Juvenile polyposis is due to alterations in the sequence of SMAD4 genes located on the long arm of chromosome 18 (18q21.1) and BMPR1A, located on the long arm of chromosome 10 (10q22-q23). These genes encode proteins which are involved in the transmission of chemical signals from the cell membrane to the nucleus. This type of signaling pathway allows the environment outside the cell affect the way in which the cell encodes other proteins. The BMPR1A and SMAD4 proteins act together to help regulate the activity of particular genes, and growth and cell proliferation.

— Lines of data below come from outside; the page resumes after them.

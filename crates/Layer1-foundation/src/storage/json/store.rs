//! JSON 파일 저장소

use crate::{Error, Result};
use serde::{de::DeserializeOwned, Serialize};
use std::io::Write;
use std::path::{Path, PathBuf};

/// JSON 파일 저장소
///
/// 저장은 항상 임시 파일에 쓴 뒤 rename 으로 교체한다.
/// 동시에 읽는 쪽은 이전 내용 또는 새 내용 중 하나만 본다.
#[derive(Debug, Clone)]
pub struct JsonStore {
    base_dir: PathBuf,
}

impl JsonStore {
    pub fn new(base_dir: impl Into<PathBuf>) -> Self {
        Self {
            base_dir: base_dir.into(),
        }
    }

    /// 글로벌 저장소 (~/.forgehook/)
    pub fn global() -> Result<Self> {
        let dir = dirs::home_dir()
            .ok_or_else(|| Error::Config("Cannot find home directory".to_string()))?
            .join(".forgehook");
        Ok(Self::new(dir))
    }

    pub fn base_dir(&self) -> &Path {
        &self.base_dir
    }

    pub fn file_path(&self, filename: &str) -> PathBuf {
        self.base_dir.join(filename)
    }

    fn ensure_dir(&self) -> Result<()> {
        if !self.base_dir.exists() {
            std::fs::create_dir_all(&self.base_dir).map_err(|e| {
                Error::Storage(format!(
                    "Failed to create {}: {}",
                    self.base_dir.display(),
                    e
                ))
            })?;
        }
        Ok(())
    }

    /// JSON 로드
    pub fn load<T: DeserializeOwned>(&self, filename: &str) -> Result<T> {
        let path = self.file_path(filename);
        let content = std::fs::read_to_string(&path)?;
        serde_json::from_str(&content).map_err(|e| Error::corrupt(&path, e.to_string()))
    }

    /// JSON 로드 (Optional)
    ///
    /// 파일이 없으면 `Ok(None)`, 파싱 실패는 `PolicyStoreCorrupt`.
    pub fn load_optional<T: DeserializeOwned>(&self, filename: &str) -> Result<Option<T>> {
        let path = self.file_path(filename);
        if !path.exists() {
            return Ok(None);
        }
        self.load(filename).map(Some)
    }

    /// JSON 저장 (임시 파일 + rename)
    pub fn save<T: Serialize>(&self, filename: &str, data: &T) -> Result<()> {
        self.ensure_dir()?;
        let path = self.file_path(filename);
        let content = serde_json::to_vec_pretty(data)?;

        // 같은 디렉토리에 써야 rename 이 원자적이다
        let tmp_path = self
            .base_dir
            .join(format!(".{}.{}.tmp", filename, uuid::Uuid::new_v4()));

        let write_result = std::fs::File::create(&tmp_path).and_then(|mut file| {
            file.write_all(&content)?;
            file.sync_all()
        });
        if let Err(e) = write_result {
            let _ = std::fs::remove_file(&tmp_path);
            return Err(Error::Storage(format!(
                "Failed to write {}: {}",
                tmp_path.display(),
                e
            )));
        }

        std::fs::rename(&tmp_path, &path).map_err(|e| {
            let _ = std::fs::remove_file(&tmp_path);
            Error::Storage(format!("Failed to replace {}: {}", path.display(), e))
        })
    }

    /// 파일 존재 여부
    pub fn exists(&self, filename: &str) -> bool {
        self.file_path(filename).exists()
    }

    /// 파일 삭제
    pub fn remove(&self, filename: &str) -> Result<()> {
        let path = self.file_path(filename);
        if path.exists() {
            std::fs::remove_file(&path).map_err(|e| {
                Error::Storage(format!("Failed to remove {}: {}", path.display(), e))
            })?;
        }
        Ok(())
    }
}

#[cfg(test)]
mod tests {
    use super::*;
    use serde::Deserialize;
    use tempfile::TempDir;

    #[derive(Debug, PartialEq, Serialize, Deserialize)]
    struct Sample {
        name: String,
        count: u32,
    }

    #[test]
    fn test_save_and_load() {
        let dir = TempDir::new().unwrap();
        let store = JsonStore::new(dir.path().join("nested"));

        let sample = Sample {
            name: "lint".to_string(),
            count: 2,
        };
        store.save("sample.json", &sample).unwrap();

        let loaded: Sample = store.load("sample.json").unwrap();
        assert_eq!(loaded, sample);
    }

    #[test]
    fn test_save_leaves_no_temp_files() {
        let dir = TempDir::new().unwrap();
        let store = JsonStore::new(dir.path());

        for count in 0..3 {
            let sample = Sample {
                name: "x".to_string(),
                count,
            };
            store.save("sample.json", &sample).unwrap();
        }

        let entries: Vec<_> = std::fs::read_dir(dir.path())
            .unwrap()
            .filter_map(|e| e.ok())
            .map(|e| e.file_name().to_string_lossy().to_string())
            .collect();
        assert_eq!(entries, vec!["sample.json".to_string()]);
    }

    #[test]
    fn test_load_optional_missing_and_corrupt() {
        let dir = TempDir::new().unwrap();
        let store = JsonStore::new(dir.path());

        let missing: Option<Sample> = store.load_optional("missing.json").unwrap();
        assert!(missing.is_none());

        std::fs::write(dir.path().join("broken.json"), "{ not json").unwrap();
        let err = store.load_optional::<Sample>("broken.json").unwrap_err();
        assert!(matches!(err, Error::PolicyStoreCorrupt { .. }));
    }
}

They have identified 60 mutations in the SMAD4 gene in individuals with juvenile polyposis syndrome. Most of these genetic mutations result encoding an abnormally short, nonfunctional protein. Deficiency or absence of functional protein SMAD4 inhibits binding to other proteins SMAD and interferes with the transmission of chemical signals from the cell surface to the nucleus. SMAD complex proteins is not activated and can not be transported to the cell nucleus where it is needed to regulate cell proliferation and activity of certain genes. This uncontrolled cell growth can lead to the formation of polyps in people with juvenile polyposis syndrome. In the described gene BMPR1A 60 mutations responsible for this process. As mutations in the SMAD4, most mutations result BMPR1A gene encoding an abnormally short, nonfunctional protein. Consequently, BMPR1A protein can not bind to the ligands in the TGF-? pathway. This disruption interferes with the binding of activation protein complex SMAD, that the nucleus, where it is needed to regulate cell growth and activity of certain genes is not transported. Uncontrolled cell growth can cause the formation of polyps in people with juvenile polyposis.
Juvenile polyposis syndrome is inherited as an autosomal dominant, which means that a copy of the altered gene in each cell is sufficient to express the alteration. In approximately 75% of cases, an affected person inherits the mutation from an affected parent. The remaining 25% of cases are due to new mutations in the gene and occur in people with no history of disease in your family.
Tests in IVAMI: in IVAMI perform detection of mutations associated with juvenile polyposis syndrome, by complete PCR amplification of the exons of SMAD4 and BMPR1A, respectively, and subsequent sequencing genes.
Samples recommended: EDTA blood collected for separation of blood leukocytes, or impregnated sample card with dried blood (IVAMI may mail the card to deposit the blood sample).